Imagine two rods. One is made of solid wood and other is soft rubber. Now place them on a scale and hit their top with a hammer. Wooden scale will register higher force and the rod might splinter and break. Rubber fill disform slightly before regaining original shape and scale will have lower number.

Now imagine parkours feet like these rods. If you land with your legs straight you will break them. If you let them bend, they will act like rubber and your safe.

Now rolling allows to “bend” more but it also allows you to maintain forward energy meaning you have to dissipate less energy. Talented parkours can change downward energy to forward energy meaning they can survive very high jumps. Trick is to limit energy that goes into actual bones.

Anonymous 0 Comments

It’s transferring the force away from the ground. Think of it like a river turning. If there was nowhere for the water to go it’d crash into wherever and flood but by creating a path the river can keep flowing.

Anonymous 0 Comments

You’re transferring vertical velocity into horizontal velocity instead of stopping on landing, which would require the body to absorb the force.
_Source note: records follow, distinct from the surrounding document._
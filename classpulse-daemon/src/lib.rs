//! ClassPulse daemon library
//!
//! Capture supervision, ingestion and the control socket, exposed for the
//! binary and for integration testing.

pub mod aggregator;
pub mod capture;
pub mod config;
pub mod daemon;
pub mod ingest;
pub mod ipc;
pub mod logview;
pub mod pipeline;
pub mod supervisor;
pub mod worker;

pub use capture::{CaptureError, CaptureService};
pub use config::{CaptureSettings, DaemonConfig, RelayConfig};
pub use daemon::Daemon;
pub use ingest::{BatchOutcome, EventRouter, EventStorage, FallbackLog, IngestOutcome, SqliteStorage};
pub use ipc::{ControlCommand, ControlContext, ControlServer};
pub use pipeline::IngestPipeline;
pub use supervisor::WorkerSupervisor;
pub use worker::{CaptureRequest, CaptureWorker, FrameHandler, WorkerContext, WorkerExit, WorkerStatus};
//! Redis pub/sub relay
//!
//! Each room maps to the Redis channel `live:<room>`, so every process
//! instance pointed at the same server shares its rooms. One pub/sub
//! connection is held per room with local subscriptions; publishing goes
//! over a shared multiplexed connection.

use async_trait::async_trait;
use futures::StreamExt;
use redis::aio::MultiplexedConnection;
use redis::AsyncCommands;
use std::collections::HashMap;
use std::sync::atomic::{AtomicU64, Ordering};
use std::sync::Arc;
use tokio::sync::{broadcast, Mutex};
use tokio::task::JoinHandle;

use crate::error::{BroadcasterError, Result};
use crate::relay::{Relay, RelaySubscription, ROOM_CHANNEL_CAPACITY};

/// Prefix for every room channel on the server
pub const CHANNEL_PREFIX: &str = "live:";

pub fn channel_name(room: &str) -> String {
    format!("{}{}", CHANNEL_PREFIX, room)
}

struct RoomListener {
    generation: u64,
    tx: broadcast::Sender<String>,
    task: JoinHandle<()>,
    subscriptions: usize,
}

type Listeners = Arc<Mutex<HashMap<String, RoomListener>>>;

pub struct RedisRelay {
    client: redis::Client,
    publisher: Mutex<Option<MultiplexedConnection>>,
    rooms: Listeners,
    next_generation: AtomicU64,
}

impl RedisRelay {
    /// Parse the server URL. No connection is made until first use.
    pub fn new(url: &str) -> Result<Self> {
        Ok(Self {
            client: redis::Client::open(url)?,
            publisher: Mutex::new(None),
            rooms: Arc::new(Mutex::new(HashMap::new())),
            next_generation: AtomicU64::new(0),
        })
    }

    /// Rooms with a live pub/sub listener
    pub async fn active_rooms(&self) -> usize {
        self.rooms.lock().await.len()
    }
}

#[async_trait]
impl Relay for RedisRelay {
    async fn publish(&self, room: &str, payload: String) -> Result<()> {
        let mut publisher = self.publisher.lock().await;
        let mut conn = match publisher.take() {
            Some(conn) => conn,
            None => self.client.get_multiplexed_async_connection().await?,
        };

        // A failed connection is dropped and replaced on the next publish
        let _: i64 = conn.publish(channel_name(room), payload).await?;
        *publisher = Some(conn);
        Ok(())
    }

    async fn subscribe(&self, room: &str) -> Result<RelaySubscription> {
        let mut rooms = self.rooms.lock().await;

        if let Some(listener) = rooms.get_mut(room) {
            if !listener.task.is_finished() {
                listener.subscriptions += 1;
                return Ok(RelaySubscription::new(room, listener.tx.subscribe()));
            }
        }

        let mut pubsub = self.client.get_async_pubsub().await?;
        pubsub.subscribe(channel_name(room)).await?;

        let (tx, rx) = broadcast::channel(ROOM_CHANNEL_CAPACITY);
        let generation = self.next_generation.fetch_add(1, Ordering::Relaxed);
        let task = tokio::spawn(listen(
            room.to_string(),
            generation,
            pubsub,
            tx.clone(),
            Arc::clone(&self.rooms),
        ));
        rooms.insert(
            room.to_string(),
            RoomListener {
                generation,
                tx,
                task,
                subscriptions: 1,
            },
        );
        tracing::debug!(room = %room, channel = %channel_name(room), "Subscribed to Redis channel");

        Ok(RelaySubscription::new(room, rx))
    }

    async fn unsubscribe(&self, room: &str) -> Result<()> {
        let mut rooms = self.rooms.lock().await;
        let listener = rooms
            .get_mut(room)
            .ok_or_else(|| BroadcasterError::Relay(format!("no subscription for room {}", room)))?;

        listener.subscriptions = listener.subscriptions.saturating_sub(1);
        if listener.subscriptions == 0 {
            if let Some(listener) = rooms.remove(room) {
                listener.task.abort();
            }
        }
        Ok(())
    }
}

async fn listen(
    room: String,
    generation: u64,
    pubsub: redis::aio::PubSub,
    tx: broadcast::Sender<String>,
    rooms: Listeners,
) {
    let mut messages = pubsub.into_on_message();
    while let Some(msg) = messages.next().await {
        match msg.get_payload::<String>() {
            Ok(payload) => {
                let _ = tx.send(payload);
            }
            Err(e) => tracing::warn!(room = %room, "Dropping undecodable relay payload: {}", e),
        }
    }

    tracing::warn!(room = %room, "Redis subscription ended");
    // Dropping the last sender closes every subscription of this room
    let mut rooms = rooms.lock().await;
    if rooms.get(&room).is_some_and(|l| l.generation == generation) {
        rooms.remove(&room);
    }
}

#[cfg(test)]
mod tests {
    use super::*;
    use crate::client::ChannelSubscriber;
    use crate::LiveBroadcaster;
    use std::time::Duration;

    // Nothing listens on port 1
    const UNREACHABLE: &str = "redis://127.0.0.1:1/";

    #[test]
    fn test_channel_name() {
        assert_eq!(channel_name("cam-1"), "live:cam-1");
    }

    #[test]
    fn test_invalid_url_is_rejected() {
        assert!(RedisRelay::new("not a url").is_err());
        assert!(RedisRelay::new(UNREACHABLE).is_ok());
    }

    #[tokio::test]
    async fn test_unreachable_server_is_an_error() {
        let relay = RedisRelay::new(UNREACHABLE).unwrap();
        assert!(relay.publish("cam-1", "x".to_string()).await.is_err());
        assert!(relay.subscribe("cam-1").await.is_err());
        assert_eq!(relay.active_rooms().await, 0);
        assert!(relay.unsubscribe("cam-1").await.is_err());
    }

    #[tokio::test]
    #[ignore = "Requires a Redis server (CLASSPULSE_REDIS_URL)"]
    async fn test_rooms_are_shared_between_instances() {
        let url = std::env::var("CLASSPULSE_REDIS_URL")
            .unwrap_or_else(|_| "redis://127.0.0.1:6379/".to_string());
        let a = LiveBroadcaster::new(Arc::new(RedisRelay::new(&url).unwrap()));
        let b = LiveBroadcaster::new(Arc::new(RedisRelay::new(&url).unwrap()));

        let (sub, mut rx) = ChannelSubscriber::new();
        b.subscribe("classpulse-test-room", Arc::new(sub)).await.unwrap();

        a.publish("classpulse-test-room", "{\"n\":1}".to_string())
            .await
            .unwrap();
        let received = tokio::time::timeout(Duration::from_secs(5), rx.recv())
            .await
            .unwrap()
            .unwrap();
        assert_eq!(received, "{\"n\":1}");

        b.shutdown().await;
    }
}
//! Full daemon lifecycle: start, drive a capture over the control socket,
//! shut down on signal

use classpulse_daemon::{CaptureSettings, Daemon, DaemonConfig};
use classpulse_metrics::SessionStatus;
use serde_json::Value;
use std::time::Duration;
use tempfile::TempDir;
use tokio::io::{AsyncBufReadExt, AsyncWriteExt, BufReader};
use tokio::net::UnixStream;
use tokio::sync::oneshot;

fn config(tmp: &TempDir) -> DaemonConfig {
    let mut config = DaemonConfig {
        config_path: tmp.path().join("config.toml"),
        capture: CaptureSettings {
            program: "sh".to_string(),
            args: vec!["-c".to_string(), "exec sleep 30".to_string(), "capture".to_string()],
            stop_timeout_secs: 2.0,
            join_timeout_secs: 1.0,
            ..CaptureSettings::default()
        },
        ..DaemonConfig::default()
    };
    config.sockets.control_socket = Some(tmp.path().join("control.sock"));
    config.sockets.live_socket = Some(tmp.path().join("live.sock"));
    config.storage.database_path = Some(tmp.path().join("events.db"));
    config.storage.fallback_log_path = Some(tmp.path().join("session_data.jsonl"));
    config.aggregator.interval_secs = 3600;
    config
}

async fn request(socket: &std::path::Path, command: &str) -> Value {
    let stream = UnixStream::connect(socket).await.unwrap();
    let (reader, mut writer) = stream.into_split();
    writer
        .write_all(format!("{}\n", command).as_bytes())
        .await
        .unwrap();
    let line = tokio::time::timeout(Duration::from_secs(10), BufReader::new(reader).lines().next_line())
        .await
        .unwrap()
        .unwrap()
        .unwrap();
    serde_json::from_str(&line).unwrap()
}

#[tokio::test]
async fn test_shutdown_stops_workers_and_removes_sockets() {
    let tmp = TempDir::new().unwrap();
    let config = config(&tmp);
    let control_socket = tmp.path().join("control.sock");
    let live_socket = tmp.path().join("live.sock");

    let daemon = Daemon::start(&config).await.unwrap();
    assert_eq!(daemon.control_socket_path(), control_socket);
    assert!(live_socket.exists());
    let capture = daemon.capture().clone();

    let (stop_tx, stop_rx) = oneshot::channel::<()>();
    let serving = tokio::spawn(daemon.serve(async move {
        let _ = stop_rx.await;
    }));

    let resp = request(&control_socket, "start cam-1").await;
    assert_eq!(resp["ok"], true);
    let session_id = resp["result"]["id"].as_i64().unwrap();
    assert!(capture.status("cam-1").await.unwrap().is_running);

    stop_tx.send(()).unwrap();
    tokio::time::timeout(Duration::from_secs(10), serving)
        .await
        .expect("shutdown did not finish")
        .unwrap()
        .unwrap();

    assert!(!capture.status("cam-1").await.is_some_and(|s| s.is_running));
    let session = capture.get_session(session_id).await.unwrap().unwrap();
    assert_eq!(session.status, SessionStatus::Stopped);
    assert!(!control_socket.exists());
    assert!(!live_socket.exists());
}

#[tokio::test]
async fn test_start_fails_on_unusable_relay_url() {
    let tmp = TempDir::new().unwrap();
    let mut config = config(&tmp);
    config.relay.url = Some("not a url".to_string());

    assert!(Daemon::start(&config).await.is_err());
    assert!(!tmp.path().join("control.sock").exists());
}
use chrono::{DateTime, Utc};
use classpulse_metrics::RawFrameEvent;
use serde::{Deserialize, Serialize};

/// Messages delivered to dashboard subscribers
#[derive(Serialize, Deserialize, Debug, Clone, PartialEq)]
#[serde(tag = "type")]
pub enum LiveEvent {
    /// One scored telemetry record
    #[serde(rename = "frame")]
    Frame {
        device_id: String,
        event: RawFrameEvent,
    },

    /// A device's capture stream ended
    #[serde(rename = "capture_ended")]
    CaptureEnded {
        device_id: String,
        session_id: Option<i64>,
        events_count: u64,
        error_count: u64,
        timestamp: DateTime<Utc>,
    },

    /// Acknowledges `subscribe <room>` on the live socket
    #[serde(rename = "subscribed")]
    Subscribed { room: String },

    #[serde(rename = "error")]
    Error { message: String },
}

impl LiveEvent {
    /// Room the event is published to, if it belongs to one
    pub fn room(&self) -> Option<&str> {
        match self {
            LiveEvent::Frame { device_id, .. } | LiveEvent::CaptureEnded { device_id, .. } => {
                Some(device_id)
            }
            _ => None,
        }
    }

    pub fn to_json(&self) -> Result<String, serde_json::Error> {
        serde_json::to_string(self)
    }

    /// Convert event to JSON string with newline
    pub fn to_json_line(&self) -> Result<String, serde_json::Error> {
        let json = serde_json::to_string(self)?;
        Ok(format!("{}\n", json))
    }
}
You’re at the top of a tall ladder, you jump, you land hard. Put a slide near the bottom of the drop (that looks like a quarter of a circle, but best is parabolic) and you’ll get a little bump as you hit the nearly vertical part of the slide, and you’ll shoot out horizontally unharmed.

Notice they’re running high speed after the land and roll, as they translated the vertical velocity into horizontal. Of course, get that landing just a little off, hit a knee instead of rolling, and you do have broken bones.

Anonymous 0 Comments

Expanding upon OP’s question, what’s the highest one can jump and roll and still go uninjured/survive?